#### Work instructions:
Repeat verbatim only the lines from the opening of the material below through the one that contains "fn tokens(values: &[&str])".

#### The input:
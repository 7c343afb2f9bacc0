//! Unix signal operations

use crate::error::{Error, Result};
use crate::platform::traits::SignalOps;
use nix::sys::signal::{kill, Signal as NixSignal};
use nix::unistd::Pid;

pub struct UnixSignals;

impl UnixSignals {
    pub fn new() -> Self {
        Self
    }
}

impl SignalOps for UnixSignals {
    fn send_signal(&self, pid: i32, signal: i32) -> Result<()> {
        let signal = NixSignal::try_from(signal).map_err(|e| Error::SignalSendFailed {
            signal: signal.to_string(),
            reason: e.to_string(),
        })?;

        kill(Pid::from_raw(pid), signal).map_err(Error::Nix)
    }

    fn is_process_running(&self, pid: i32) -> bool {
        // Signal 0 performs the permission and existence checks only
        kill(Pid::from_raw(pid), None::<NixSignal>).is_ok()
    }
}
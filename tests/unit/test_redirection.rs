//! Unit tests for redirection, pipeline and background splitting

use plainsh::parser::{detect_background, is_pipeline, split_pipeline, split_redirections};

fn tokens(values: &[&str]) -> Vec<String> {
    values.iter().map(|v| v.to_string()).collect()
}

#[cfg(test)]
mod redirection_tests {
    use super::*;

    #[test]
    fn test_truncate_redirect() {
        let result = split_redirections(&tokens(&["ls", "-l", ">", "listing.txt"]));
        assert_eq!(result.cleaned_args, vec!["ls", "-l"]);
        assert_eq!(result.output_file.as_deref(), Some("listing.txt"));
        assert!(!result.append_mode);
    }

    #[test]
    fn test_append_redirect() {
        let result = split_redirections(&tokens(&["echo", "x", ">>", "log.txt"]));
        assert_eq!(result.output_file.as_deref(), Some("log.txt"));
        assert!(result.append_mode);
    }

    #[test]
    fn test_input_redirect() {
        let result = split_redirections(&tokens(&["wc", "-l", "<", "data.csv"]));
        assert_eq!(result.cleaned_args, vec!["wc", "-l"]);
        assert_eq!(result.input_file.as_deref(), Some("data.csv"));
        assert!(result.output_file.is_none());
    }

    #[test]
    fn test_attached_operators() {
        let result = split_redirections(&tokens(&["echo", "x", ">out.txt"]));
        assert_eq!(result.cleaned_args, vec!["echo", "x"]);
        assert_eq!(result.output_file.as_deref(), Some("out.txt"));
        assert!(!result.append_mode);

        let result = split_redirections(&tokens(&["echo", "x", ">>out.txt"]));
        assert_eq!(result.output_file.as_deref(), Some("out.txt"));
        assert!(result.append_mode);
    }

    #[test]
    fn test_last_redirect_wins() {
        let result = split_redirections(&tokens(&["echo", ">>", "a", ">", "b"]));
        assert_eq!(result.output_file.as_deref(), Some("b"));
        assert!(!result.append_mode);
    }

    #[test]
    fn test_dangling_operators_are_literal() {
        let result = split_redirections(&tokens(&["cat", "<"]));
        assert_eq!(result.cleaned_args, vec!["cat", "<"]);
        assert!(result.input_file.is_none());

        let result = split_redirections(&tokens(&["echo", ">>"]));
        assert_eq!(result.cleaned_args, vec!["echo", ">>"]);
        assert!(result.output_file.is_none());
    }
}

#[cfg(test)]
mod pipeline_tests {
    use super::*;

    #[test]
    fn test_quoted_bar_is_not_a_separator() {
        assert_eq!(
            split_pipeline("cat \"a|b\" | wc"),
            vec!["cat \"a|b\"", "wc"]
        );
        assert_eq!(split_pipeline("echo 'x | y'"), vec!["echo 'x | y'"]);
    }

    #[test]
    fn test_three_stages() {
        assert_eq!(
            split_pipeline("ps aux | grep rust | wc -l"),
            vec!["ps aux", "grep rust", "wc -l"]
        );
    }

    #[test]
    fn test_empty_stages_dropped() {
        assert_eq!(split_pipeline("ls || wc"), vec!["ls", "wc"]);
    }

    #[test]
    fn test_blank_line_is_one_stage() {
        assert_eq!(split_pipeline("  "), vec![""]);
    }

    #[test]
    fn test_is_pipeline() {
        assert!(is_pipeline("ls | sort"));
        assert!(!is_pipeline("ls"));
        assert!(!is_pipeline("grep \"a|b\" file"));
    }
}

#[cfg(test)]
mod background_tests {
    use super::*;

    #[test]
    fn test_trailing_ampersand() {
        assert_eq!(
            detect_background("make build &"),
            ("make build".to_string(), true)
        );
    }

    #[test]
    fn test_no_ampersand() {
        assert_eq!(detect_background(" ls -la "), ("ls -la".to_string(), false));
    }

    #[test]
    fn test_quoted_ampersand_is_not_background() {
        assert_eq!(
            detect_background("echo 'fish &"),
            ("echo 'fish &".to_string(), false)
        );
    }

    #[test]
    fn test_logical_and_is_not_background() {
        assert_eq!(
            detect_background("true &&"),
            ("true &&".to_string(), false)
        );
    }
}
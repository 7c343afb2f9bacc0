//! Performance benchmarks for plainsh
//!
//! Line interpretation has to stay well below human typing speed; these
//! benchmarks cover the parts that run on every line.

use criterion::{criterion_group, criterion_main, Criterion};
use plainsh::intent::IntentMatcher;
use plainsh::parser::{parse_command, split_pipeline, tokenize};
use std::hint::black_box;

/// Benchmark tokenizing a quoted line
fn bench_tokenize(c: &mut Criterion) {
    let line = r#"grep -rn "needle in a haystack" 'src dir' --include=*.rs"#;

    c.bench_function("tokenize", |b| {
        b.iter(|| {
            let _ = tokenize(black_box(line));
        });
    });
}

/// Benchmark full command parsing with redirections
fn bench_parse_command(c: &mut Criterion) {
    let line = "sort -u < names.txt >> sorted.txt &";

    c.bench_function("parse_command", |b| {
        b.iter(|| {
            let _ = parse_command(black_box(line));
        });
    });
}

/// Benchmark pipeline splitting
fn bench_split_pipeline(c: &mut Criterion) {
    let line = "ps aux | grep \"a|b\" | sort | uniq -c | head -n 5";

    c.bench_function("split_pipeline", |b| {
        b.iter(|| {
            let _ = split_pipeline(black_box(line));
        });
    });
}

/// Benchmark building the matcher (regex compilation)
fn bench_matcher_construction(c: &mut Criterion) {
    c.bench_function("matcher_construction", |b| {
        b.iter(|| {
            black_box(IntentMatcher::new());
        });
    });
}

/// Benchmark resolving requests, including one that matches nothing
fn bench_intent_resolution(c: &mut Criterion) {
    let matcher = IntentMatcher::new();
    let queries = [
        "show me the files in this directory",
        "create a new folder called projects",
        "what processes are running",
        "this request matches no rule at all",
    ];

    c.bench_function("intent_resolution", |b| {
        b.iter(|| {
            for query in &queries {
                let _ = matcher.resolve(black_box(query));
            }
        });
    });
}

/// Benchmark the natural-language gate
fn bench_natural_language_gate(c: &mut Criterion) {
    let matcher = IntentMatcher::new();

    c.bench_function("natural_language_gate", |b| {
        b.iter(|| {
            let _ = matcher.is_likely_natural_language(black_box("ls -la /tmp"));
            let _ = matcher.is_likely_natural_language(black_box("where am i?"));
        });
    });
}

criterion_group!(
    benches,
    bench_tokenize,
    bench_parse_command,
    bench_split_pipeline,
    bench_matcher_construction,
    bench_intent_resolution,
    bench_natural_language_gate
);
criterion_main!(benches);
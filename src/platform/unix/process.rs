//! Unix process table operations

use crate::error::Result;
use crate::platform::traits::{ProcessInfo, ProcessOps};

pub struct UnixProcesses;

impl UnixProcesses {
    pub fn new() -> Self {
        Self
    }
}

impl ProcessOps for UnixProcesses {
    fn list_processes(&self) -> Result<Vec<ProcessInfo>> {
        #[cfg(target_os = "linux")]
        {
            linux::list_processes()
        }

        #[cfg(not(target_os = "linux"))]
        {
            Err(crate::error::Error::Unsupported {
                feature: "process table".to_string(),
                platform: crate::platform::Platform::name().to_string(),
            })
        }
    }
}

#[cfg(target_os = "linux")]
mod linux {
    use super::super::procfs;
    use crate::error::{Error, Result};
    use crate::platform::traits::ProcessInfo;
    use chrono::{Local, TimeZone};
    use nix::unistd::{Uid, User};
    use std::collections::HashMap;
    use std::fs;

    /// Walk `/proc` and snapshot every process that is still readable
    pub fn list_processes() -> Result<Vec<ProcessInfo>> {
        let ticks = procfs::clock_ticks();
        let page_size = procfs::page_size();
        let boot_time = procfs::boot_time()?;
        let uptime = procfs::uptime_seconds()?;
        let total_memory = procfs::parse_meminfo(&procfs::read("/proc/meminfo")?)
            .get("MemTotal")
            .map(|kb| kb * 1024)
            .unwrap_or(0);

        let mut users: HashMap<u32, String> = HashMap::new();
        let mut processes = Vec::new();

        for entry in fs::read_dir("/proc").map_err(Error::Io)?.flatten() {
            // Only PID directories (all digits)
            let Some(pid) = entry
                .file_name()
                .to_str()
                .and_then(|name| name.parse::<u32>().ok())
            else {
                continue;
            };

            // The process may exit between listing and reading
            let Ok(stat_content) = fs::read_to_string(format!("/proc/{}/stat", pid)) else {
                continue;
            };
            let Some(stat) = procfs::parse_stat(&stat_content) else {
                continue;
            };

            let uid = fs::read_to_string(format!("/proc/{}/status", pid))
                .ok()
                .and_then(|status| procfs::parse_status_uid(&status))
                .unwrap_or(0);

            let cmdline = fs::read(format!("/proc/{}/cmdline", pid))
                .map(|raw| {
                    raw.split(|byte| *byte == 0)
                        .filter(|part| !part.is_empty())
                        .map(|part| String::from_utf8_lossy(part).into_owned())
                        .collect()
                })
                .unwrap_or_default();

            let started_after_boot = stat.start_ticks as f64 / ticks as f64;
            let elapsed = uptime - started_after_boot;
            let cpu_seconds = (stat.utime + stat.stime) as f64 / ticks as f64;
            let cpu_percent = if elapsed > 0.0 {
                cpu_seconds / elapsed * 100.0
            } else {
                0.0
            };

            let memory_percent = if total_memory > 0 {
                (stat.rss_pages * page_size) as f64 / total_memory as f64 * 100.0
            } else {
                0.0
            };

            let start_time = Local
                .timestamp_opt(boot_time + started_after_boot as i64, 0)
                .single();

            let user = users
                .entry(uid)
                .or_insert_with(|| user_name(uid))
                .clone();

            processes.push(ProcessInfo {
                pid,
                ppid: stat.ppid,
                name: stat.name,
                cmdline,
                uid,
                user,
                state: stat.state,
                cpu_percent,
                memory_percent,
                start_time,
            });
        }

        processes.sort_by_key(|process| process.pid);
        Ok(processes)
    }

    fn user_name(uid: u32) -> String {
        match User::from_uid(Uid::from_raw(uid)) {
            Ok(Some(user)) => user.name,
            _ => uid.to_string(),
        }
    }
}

#### Answer to this task:
repository 7c343afb2f9bacc0
//! Unix signal operations

use crate::error::{Error, Result};
use crate::platform::traits::SignalOps;
use nix::sys::signal::{kill, Signal as NixSignal};
use nix::unistd::Pid;

pub struct UnixSignals;

impl UnixSignals {
    pub fn new() -> Self {
        Self
    }
}

impl SignalOps for UnixSignals {
    fn send_signal(&self, pid: i32, signal: i32) -> Result<()> {
        let signal = NixSignal::try_from(signal).map_err(|e| Error::SignalSendFailed {
            signal: signal.to_string(),
            reason: e.to_string(),
        })?;

        kill(Pid::from_raw(pid), signal).map_err(Error::Nix)
    }

    fn is_process_running(&self, pid: i32) -> bool {
        // Signal 0 performs the permission and existence checks only
        kill(Pid::from_raw(pid), None::<NixSignal>).is_ok()
    }
}
filename tests/unit/test_redirection.rs
//! Unit tests for redirection, pipeline and background splitting

use plainsh::parser::{detect_background, is_pipeline, split_pipeline, split_redirections};

fn tokens(values: &[&str]) -> Vec<String> {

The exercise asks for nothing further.